Vascular targeting requires effective margination followed by strong targeting avidity. Compared with normal vasculatures, tumor blood vessels are characterized by slow blood flow, dilation, high red blood cell (RBC) flux and overexpression of angiogenic markers.^[14,15] Similar to leukocyte and platelet margination, which requires an interaction with RBCs, vessel dilation and blood flow reduction, proper theoretical design can achieve nanoparticle accumulation in close proximity to vessel walls. RBCs are located in the blood vessel's center, forming a 'cell-free layer' near to the vessel walls, which vary in thickness depending on channel size and blood velocity. Nanoparticles can be designed to preferentially repel RBCs and accumulate in the cell-free layer.^[17] Shear stress, representative of blood flow, is commonly evaluated to determine the flow level that nanocarriers must withstand to bind with vessel walls.^[18] The margination dynamics under flow can be controlled by changing particle size, shape and aspect ratio. Surface modifications of nanoparticles mediate their subsequent adhesion to endothelial cells, which is mainly affected by ligand–receptor association.^[14]

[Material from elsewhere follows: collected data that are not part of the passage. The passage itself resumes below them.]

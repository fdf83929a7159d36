use std::{cell::RefCell, rc::Rc};

use dioxus::prelude::*;
use tracing::{debug, warn};

use crate::common::viewport::{self, Subscription};

// a section counts as in view once a tenth of it intersects the viewport
pub const REVEAL_THRESHOLD: f64 = 0.1;

// reveal state
//
// mirrors the most recent intersection observation.  it is deliberately not latched:
// scrolling a section back out drops it to not-visible and the transition replays on
// the way back in
#[derive(Clone, Copy, Debug, Default, PartialEq, Eq)]
pub struct RevealState {
    visible: bool,
}

impl RevealState {
    pub fn visible(&self) -> bool {
        self.visible
    }

    // returns whether the flag changed; repeating an observation is a no-op
    pub fn observe(&mut self, ratio: f64) -> bool {
        let visible = ratio >= REVEAL_THRESHOLD;
        let changed = visible != self.visible;
        self.visible = visible;
        changed
    }
}

#[derive(Clone, PartialEq, Props)]
pub struct SectionWrapperProps {
    // scroll anchor, must be unique on the page
    id: Option<String>,
    children: Element,
}

// SectionWrapper
//
// renders its children in a container whose data-visible attribute tracks the reveal
// state; the fade/slide itself is entirely in the stylesheet.  the observer is attached
// once when the container mounts and released with the component
//
// data-observed is only set once an observer is actually attached, and the stylesheet
// only hides observed sections, so a host that can't observe intersections still shows
// everything (visible stays false, it just never animates)
#[component]
pub fn SectionWrapper(props: SectionWrapperProps) -> Element {
    let mut reveal = use_signal(RevealState::default);
    let mut observed = use_signal(|| false);

    // dropped with the component's hooks, which disconnects the observer
    let observer = use_hook(|| Rc::new(RefCell::new(None::<Subscription>)));

    let section = props.id.clone().unwrap_or_else(|| String::from("(anonymous)"));

    let attach = move |evt: MountedEvent| {
        let mut slot = observer.borrow_mut();
        if slot.is_some() {
            return;
        }

        let Some(element) = evt.data().downcast::<web_sys::Element>().cloned() else {
            warn!(%section, "mounted element is not a dom element, reveal disabled");
            return;
        };

        let callback_section = section.clone();
        let on_ratio = move |ratio: f64| {
            let mut state = *reveal.peek();
            if state.observe(ratio) {
                debug!(section = %callback_section, visible = state.visible(), "reveal changed");
                reveal.set(state);
            }
        };

        match viewport::observe_intersection(&element, REVEAL_THRESHOLD, on_ratio) {
            Ok(subscription) => {
                *slot = Some(subscription);
                observed.set(true);
            }
            Err(err) => warn!(%section, "reveal disabled: {err:#}"),
        }
    };

    rsx! {
        div {
            id: props.id.clone(),
            class: "reveal",
            "data-observed": if observed() { "true" },
            "data-visible": if reveal().visible() { "true" },
            onmounted: attach,
            {props.children}
        }
    }
}
use dioxus::prelude::*;

use crate::{
    components::navigation::NavBar,
    sections::{
        about::AboutSection, contact::ContactFooter, hero::HeroSection,
        projects::ProjectsSection, stats::StatsSection,
    },
};

// the single content route: the navbar followed by every section in page order
#[component]
pub fn Home() -> Element {
    rsx! {
        NavBar {}
        main { class: "page",
            HeroSection {}
            StatsSection {}
            ProjectsSection {}
            AboutSection {}
            ContactFooter {}
        }
    }
}
use std::sync::Arc;

use anyhow::{Context, Result};
use dioxus::prelude::*;
use tracing::info;

use content::{Registry, config::SiteConfig, theme::ThemeTokens, validate::validate};

pub mod style;
pub mod viewport;

// site context
//
// the resolved theme, the site configuration and the content registry, built once in
// main and handed to the launch context.  components pull it with use_context() instead
// of reaching for globals, and nothing in it is ever written after startup
#[derive(Clone, Debug)]
pub struct SiteContext {
    pub site: Arc<SiteConfig>,
    pub theme: Arc<ThemeTokens>,
    pub registry: Registry,
}

impl SiteContext {
    pub fn load() -> Result<Self> {
        let site = SiteConfig::load_embedded()?;
        let registry = Registry::builtin();

        validate(&registry).context("refusing to render a broken content registry")?;

        let theme = ThemeTokens::dark();

        info!(
            owner = %site.owner,
            tokens = theme.semantic.len(),
            "site context resolved"
        );

        Ok(SiteContext {
            site: Arc::new(site),
            theme: Arc::new(theme),
            registry,
        })
    }
}

// the document-root provider boundary
//
// anything that wants to wrap the whole page (session or data providers) goes here.
// today it only passes its children through
#[derive(Clone, PartialEq, Props)]
pub struct SiteProviderProps {
    children: Element,
}

#[component]
pub fn SiteProvider(props: SiteProviderProps) -> Element {
    rsx! {
        {props.children}
    }
}
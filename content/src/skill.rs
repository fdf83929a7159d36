use serde::Serialize;

use crate::tag::{TagVariant, TechTag};

#[derive(Clone, Copy, Debug, PartialEq, Eq, Serialize)]
pub struct SkillCategory {
    pub label: &'static str,
    pub skills: &'static [&'static str],
}

pub const SKILL_CATEGORIES: &[SkillCategory] = &[
    SkillCategory {
        label: "Frontend",
        skills: &["React", "Vue", "Svelte", "UI Frameworks"],
    },
    SkillCategory {
        label: "Backend",
        skills: &["Node.js", "Python", "Java(Learning)"],
    },
    SkillCategory {
        label: "Data & Cloud",
        skills: &["PostgreSQL", "SQL", "Mongo", "Cloudflare Workers", "Vercel"],
    },
    SkillCategory {
        label: "Web3",
        skills: &["Solana", "Solidity"],
    },
    SkillCategory {
        label: "AI & Agents",
        skills: &["LLM Agents", "MCP Servers", "AI Tooling"],
    },
];

// the hero's tag row; these carry a fixed variant rather than going through the
// project tech lookup
pub const HERO_TAGS: &[TechTag] = &[
    TechTag {
        label: "TypeScript",
        variant: TagVariant::Blue,
    },
    TechTag {
        label: "React",
        variant: TagVariant::Blue,
    },
    TechTag {
        label: "AI Agents",
        variant: TagVariant::Indigo,
    },
    TechTag {
        label: "Web3",
        variant: TagVariant::Indigo,
    },
    TechTag {
        label: "UI/UX Design",
        variant: TagVariant::Slate,
    },
    TechTag {
        label: "UI Frameworks",
        variant: TagVariant::Slate,
    },
];
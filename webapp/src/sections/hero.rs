use dioxus::prelude::*;

use crate::{
    common::SiteContext,
    components::{gradient_text::GradientText, tag_chip::TagChip},
};
use content::{ANCHOR_TOP, ANCHOR_WORK, anchor_href};

#[component]
pub fn HeroSection() -> Element {
    let ctx = use_context::<SiteContext>();
    let site = ctx.site;

    // the browser saves the cv under its own file name
    let resume_name = site.resume_path.rsplit('/').next().unwrap_or_default().to_owned();

    rsx! {
        div { class: "container",
            section { id: ANCHOR_TOP, class: "hero",
                p { class: "hero-eyebrow", "{site.role} · {site.location}" }
                h1 { class: "hero-heading",
                    "{site.given_name}"
                    br {}
                    GradientText { "{site.family_name}" }
                }
                p { class: "hero-sub", "{site.summary}" }
                div { class: "hero-actions",
                    a { href: anchor_href(ANCHOR_WORK), class: "btn-primary", "View Work →" }
                    a {
                        href: "{site.resume_path}",
                        download: "{resume_name}",
                        class: "btn-ghost",
                        "Download CV"
                    }
                }
                div { class: "hero-tags",
                    for tag in ctx.registry.hero_tags.iter() {
                        TagChip { key: "{tag.label}", label: "{tag.label}", variant: tag.variant }
                    }
                }
            }
        }
    }
}
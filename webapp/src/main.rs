#![allow(non_snake_case)]
use dioxus::prelude::*;
use dioxus_router::prelude::*;

use tracing::Level;

mod common;
use common::{SiteContext, SiteProvider};

mod components;

mod home;
use home::Home;

mod nav;
mod sections;

fn main() {
    dioxus_logger::init(Level::DEBUG).expect("failed to init logger");

    // content and config are compiled in, so a failure here is a build defect and there
    // is nothing sensible to render
    let site = SiteContext::load().expect("failed to resolve site context");

    dioxus::LaunchBuilder::new().with_context(site).launch(App);
}

// one content route; everything else is in-page anchors
#[derive(Clone, PartialEq, Routable)]
#[rustfmt::skip]
enum Route {
    #[route("/")]
    Home {},
}

#[component]
pub fn App() -> Element {
    let site = use_context::<SiteContext>();

    // resolved once per app instance, the tokens never change afterwards
    let variables = use_hook(|| site.theme.css_variables());

    rsx! {
        document::Title { "{site.site.title}" }
        document::Meta { name: "description", content: "{site.site.description}" }
        document::Meta { name: "viewport", content: "width=device-width, initial-scale=1" }
        document::Meta { name: "color-scheme", content: "dark" }
        document::Link { rel: "icon", href: "{site.site.logo_path}", r#type: "image/png" }
        document::Link { rel: "preconnect", href: "https://fonts.googleapis.com" }
        document::Link { rel: "preconnect", href: "https://fonts.gstatic.com" }
        document::Link {
            rel: "stylesheet",
            href: "https://fonts.googleapis.com/css2?family=DM+Serif+Display:ital@0;1&family=DM+Mono:wght@300;400;500&family=Outfit:wght@300;400;500;600;700&display=swap",
        }
        style { "{variables}" }
        style { "{common::style::PAGE_STYLES}" }
        SiteProvider {
            Router::<Route> {}
        }
    }
}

Particle size remains one of the most remarkable features for tumor targeting since size dramatically influences the biodistribution, pharmacokinetics and safety of nanomedicine. Generally, circulating nanoparticles smaller than 20–30 nm are inclined to be eliminated by rapid renal clearance, while particles larger than 200 nm are more efficiently sequestered by the reticuloendothelial system (RES) in the liver, spleen, lung, lymph nodes and bone marrow.^[19] Compared with normal vasculatures, tumor blood vessels are highly permeable, with fenestrations ranging between 200 and 1200 nm. Considerable studies, especially research on subcutaneous tumor models, have demonstrated that leaky capillaries and defective lymphatic drainage in tumors promote tumor accumulation of nanoparticles (maximum size: 100–300 nm depending on nanomaterial type) through the enhanced permeability and retention (EPR) effect.^[14] Hence, size should be taken into account for the design of tumor vascular-targeted nanoparticles. However, extensive investigations have shown that certain nanoparticles in tumors do not exhibit the EPR effect and the high permeability of blood vessels varies within a tumor.^[20,21] This mechanism has been called into doubt in most nonsubcutaneous tumor models, larger mammalian preclinical models and humans, hindering its clinical application.^[22]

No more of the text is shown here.